** Material supplied follows **

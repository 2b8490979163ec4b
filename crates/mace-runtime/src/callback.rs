//! Completion callback (spec §4.4): closes the loop from a finished batch
//! job back into the state machine. Every step here is written to be safe
//! under re-invocation for the same job id (spec §5 idempotency, testable
//! property 5) — row updates are `UPDATE`s, file registration is
//! hash-keyed, property writes are upserts, and engine emission checks for
//! existing successors before creating.

use mace_connectors::{
    band_path_from_config, classify_outcome, extract_dimensionality, extract_input_settings, extract_properties,
    extract_space_group, hash_file,
};
use mace_core::error::{MaceError, MaceResult};
use mace_core::layout;
use mace_core::model::{
    Calculation, CalculationStatus, FileArtifact, FileKind, InputSettings, Property, PropertyValue,
};
use mace_core::store::Store;
use mace_engine::WorkflowEngine;
use std::path::{Path, PathBuf};
use tracing::{info, warn};
use uuid::Uuid;

#[derive(Debug, Clone)]
pub struct CallbackOutcome {
    pub calc_id: Uuid,
    pub status: CalculationStatus,
    pub successors_created: usize,
}

/// Runs the five-stage pipeline for the calculation identified by
/// `job_id`: outcome classification, file-registry update, property
/// extraction (on success), engine entry, admission is left to the caller
/// (the queue-manager tick invoked right after, per spec §4.4 stage 5).
pub async fn run_callback<'a>(
    store: &'a Store,
    engine: &WorkflowEngine<'a>,
    base_dir: &Path,
    job_id: &str,
) -> MaceResult<CallbackOutcome> {
    let calc = store
        .find_by_job_id(job_id)
        .await?
        .ok_or_else(|| MaceError::Dependency(format!("no calculation tracks job id {job_id}")))?;

    let step_dir = layout::step_dir(
        base_dir,
        &calc.workflow_id.to_string(),
        calc.step_index,
        &calc.calc_type.label(),
        &calc.material_id,
    );
    let output_path = step_dir.join(format!("{}.out", calc.material_id));
    let solver_output = match tokio::fs::read_to_string(&output_path).await {
        Ok(text) => text,
        Err(e) => {
            store.mark_failed(calc.id, mace_core::model::ErrorKind::FileOperation).await?;
            info!(calc_id = %calc.id, path = %output_path.display(), "solver output missing, marked failed");
            return Err(MaceError::FileOperation(format!(
                "could not read solver output {}: {e}",
                output_path.display()
            )));
        }
    };

    let (status, error_kind) = classify_outcome(&solver_output);
    register_outputs(store, &calc, &step_dir).await?;

    match status {
        CalculationStatus::Completed => {
            store.mark_completed(calc.id).await?;
            extract_and_store_properties(store, &calc, &solver_output).await;
            store_input_settings(store, &calc, &solver_output).await?;
            fill_material_metadata(store, &calc, &solver_output).await?;
            let completed = store
                .get_calculation(calc.id)
                .await?
                .ok_or_else(|| MaceError::Database("calculation vanished after mark_completed".into()))?;
            let successors = engine.on_completion(&completed).await?;
            Ok(CallbackOutcome { calc_id: calc.id, status, successors_created: successors.len() })
        }
        _ => {
            let kind = error_kind.unwrap_or(mace_core::model::ErrorKind::Unknown);
            store.mark_failed(calc.id, kind).await?;
            info!(calc_id = %calc.id, ?kind, "calculation failed, deferring to recovery");
            Ok(CallbackOutcome { calc_id: calc.id, status, successors_created: 0 })
        }
    }
}

async fn register_outputs(store: &Store, calc: &Calculation, step_dir: &Path) -> MaceResult<()> {
    let candidates = [
        (format!("{}.out", calc.material_id), FileKind::SolverOutput),
        (format!("{}.f9", calc.material_id), FileKind::Wavefunction),
        (format!("{}.d12", calc.material_id), FileKind::Input),
    ];
    for (name, kind) in candidates {
        let path = step_dir.join(&name);
        if !path.exists() {
            continue;
        }
        let content_hash = hash_file(&path).await?;
        let size = tokio::fs::metadata(&path).await?.len();
        let artifact = FileArtifact {
            id: Uuid::new_v4(),
            calc_id: calc.id,
            path: path.display().to_string(),
            kind,
            content_hash,
            size,
            created_at: chrono::Utc::now(),
        };
        store.register_file(&artifact).await?;
    }
    Ok(())
}

/// Parses this calculation's own effective settings and (for BAND steps)
/// its k-path label, then upserts them — the store's COALESCE merge means
/// a value already inherited from a parent (spec §4.6, `propagate_inherited`)
/// is never overwritten by this calculation's own, possibly incomplete, parse.
async fn store_input_settings(store: &Store, calc: &Calculation, solver_output: &str) -> MaceResult<()> {
    let extracted = extract_input_settings(solver_output);
    let k_path = if calc.calc_type.kind == mace_core::model::CalcKind::Band {
        band_path_from_config(&calc.config)
    } else {
        None
    };
    store
        .upsert_input_settings(&InputSettings {
            calc_id: calc.id,
            method: extracted.method,
            basis: extracted.basis,
            tolerances: extracted.tolerances,
            k_points: extracted.k_points,
            functional: extracted.functional,
            dispersion: extracted.dispersion,
            opt_flags: extracted.opt_flags,
            k_path,
        })
        .await
}

/// Fill in the owning material's `formula`/`space_group`/`dimensionality`
/// fields (spec §3) the first time any calculation reports them — a
/// one-time fill via `Store::fill_material_metadata`'s COALESCE update, not
/// a general mutation of the otherwise-immutable `Material` row.
async fn fill_material_metadata(store: &Store, calc: &Calculation, solver_output: &str) -> MaceResult<()> {
    let formula = store
        .get_property(calc.id, "formula")
        .await?
        .and_then(|p| match p.value {
            PropertyValue::Text(s) => Some(s),
            _ => None,
        });
    let space_group = extract_space_group(solver_output);
    let dimensionality = extract_dimensionality(solver_output);
    if formula.is_some() || space_group.is_some() || dimensionality.is_some() {
        store
            .fill_material_metadata(&calc.material_id, formula.as_deref(), space_group, dimensionality)
            .await?;
    }
    Ok(())
}

async fn extract_and_store_properties(store: &Store, calc: &Calculation, solver_output: &str) {
    for extracted in extract_properties(solver_output) {
        let prop = Property {
            id: Uuid::new_v4(),
            calc_id: calc.id,
            name: extracted.name,
            value: extracted.value,
            unit: extracted.unit,
            category: extracted.category,
            inherited: false,
        };
        if let Err(e) = store.upsert_property(&prop).await {
            warn!(calc_id = %calc.id, error = %e, "property extraction write failed");
            let error_prop = Property {
                id: Uuid::new_v4(),
                calc_id: calc.id,
                name: "extraction_error".to_string(),
                value: PropertyValue::Text(e.to_string()),
                unit: None,
                category: "diagnostic".to_string(),
                inherited: false,
            };
            let _ = store.upsert_property(&error_prop).await;
        }
    }
}

#[cfg(test)]
mod tests {
    use super::*;
    use chrono::Utc;
    use mace_core::model::{CalcKind, CalcType, ExecutionSettings, InputType, PlanStep, ResourceProfile, WorkflowInstance, WorkflowStatus};

    struct NoopGenerator;

    #[async_trait::async_trait]
    impl mace_connectors::InputGenerator for NoopGenerator {
        async fn generate(&self, _config_path: &Path, _output_dir: &Path, _timeout_secs: u64) -> MaceResult<Vec<PathBuf>> {
            Ok(vec![])
        }
    }

    async fn seeded_opt(store: &Store, base: &Path) -> (Calculation, Uuid) {
        let profile = ResourceProfile { cores: 4, memory_gb: 8, walltime_min: 60, account: None };
        let plan = mace_core::model::WorkflowPlan {
            id: 1,
            input_type: InputType::D12,
            sequence: vec![
                PlanStep {
                    step_index: 1,
                    calc_type: CalcType::first(CalcKind::Opt),
                    resource_profile: profile.clone(),
                    config_handle: serde_json::json!({}),
                },
                PlanStep {
                    step_index: 2,
                    calc_type: CalcType::first(CalcKind::Sp),
                    resource_profile: profile,
                    config_handle: serde_json::json!({}),
                },
            ],
            execution_settings: ExecutionSettings {
                max_concurrent_jobs: 10,
                enable_material_tracking: true,
                generator_timeout_secs: 300,
            },
            created_at: Utc::now(),
        };
        store.insert_plan(&plan).await.unwrap();
        let workflow_id = Uuid::new_v4();
        let workflow = WorkflowInstance {
            id: workflow_id,
            plan_id: plan.id,
            materials: vec!["diamond".into()],
            status: WorkflowStatus::Active,
            max_step_reached: Default::default(),
            created_at: Utc::now(),
            updated_at: Utc::now(),
        };
        store.insert_workflow(&workflow).await.unwrap();

        let calc = Calculation {
            id: Uuid::new_v4(),
            material_id: "diamond".into(),
            workflow_id,
            step_index: 1,
            calc_type: CalcType::first(CalcKind::Opt),
            status: CalculationStatus::Submitted,
            job_id: Some("12345".into()),
            attempt: 1,
            config: serde_json::json!({}),
            parents: vec![],
            created_at: Utc::now(),
            submitted_at: Some(Utc::now()),
            running_at: None,
            completed_at: None,
            failed_at: None,
            error_kind: None,
        };
        store.insert_calculation(&calc).await.unwrap();

        let step_dir = layout::step_dir(base, &workflow_id.to_string(), 1, "OPT", "diamond");
        tokio::fs::create_dir_all(&step_dir).await.unwrap();
        tokio::fs::write(
            step_dir.join("diamond.out"),
            "SPACE GROUP N. 227  :FD-3M\nCRYSTAL\nCHEMICAL FORMULA: C2\nENDED - TOTAL CPU TIME  10.0\n",
        )
        .await
        .unwrap();
        tokio::fs::write(step_dir.join("diamond.f9"), b"wavefunction-bytes").await.unwrap();

        (calc, workflow_id)
    }

    #[tokio::test]
    async fn completion_advances_engine_and_fills_material_metadata() {
        let store = Store::in_memory().await.unwrap();
        let base = tempfile::tempdir().unwrap();
        let (_calc, _workflow_id) = seeded_opt(&store, base.path()).await;

        let generator = NoopGenerator;
        let engine = WorkflowEngine::new(&store, &generator, base.path().to_path_buf());
        let outcome = run_callback(&store, &engine, base.path(), "12345").await.unwrap();

        assert_eq!(outcome.status, CalculationStatus::Completed);
        assert_eq!(outcome.successors_created, 1, "SP emitted after OPT (FREQ absent from this plan)");

        let material = store.get_material("diamond").await.unwrap().expect("material seeded");
        assert_eq!(material.formula.as_deref(), Some("C2"));
        assert_eq!(material.space_group, Some(227));
        assert_eq!(material.dimensionality, Some(3));
    }

    #[tokio::test]
    async fn rerunning_callback_for_the_same_job_is_idempotent() {
        let store = Store::in_memory().await.unwrap();
        let base = tempfile::tempdir().unwrap();
        let (calc, _workflow_id) = seeded_opt(&store, base.path()).await;

        let generator = NoopGenerator;
        let engine = WorkflowEngine::new(&store, &generator, base.path().to_path_buf());
        run_callback(&store, &engine, base.path(), "12345").await.unwrap();
        let files_first = store.list_files_for_calc(calc.id).await.unwrap();
        let props_first = store.list_properties_for_calc(calc.id).await.unwrap();

        let outcome_second = run_callback(&store, &engine, base.path(), "12345").await.unwrap();
        let files_second = store.list_files_for_calc(calc.id).await.unwrap();
        let props_second = store.list_properties_for_calc(calc.id).await.unwrap();

        assert_eq!(outcome_second.successors_created, 0, "successor already present, not recreated");
        assert_eq!(files_first.len(), files_second.len());
        assert_eq!(props_first.len(), props_second.len());
    }
}

/// Resolve the submit directory a completion hook is invoked from into the
/// base workflow directory it was rendered under (the hook's CWD is the
/// step directory; climbing three levels recovers `<base>`).
pub fn base_dir_from_step_cwd(cwd: &Path) -> PathBuf {
    cwd.parent()
        .and_then(Path::parent)
        .and_then(Path::parent)
        .and_then(Path::parent)
        .map(Path::to_path_buf)
        .unwrap_or_else(|| cwd.to_path_buf())
}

** End of Material supplied **

• About this task: List each line of the records that holds the string "under".

• Output below:
//! under re-invocation for the same job id (spec §5 idempotency, testable
/// base workflow directory it was rendered under (the hook's CWD is the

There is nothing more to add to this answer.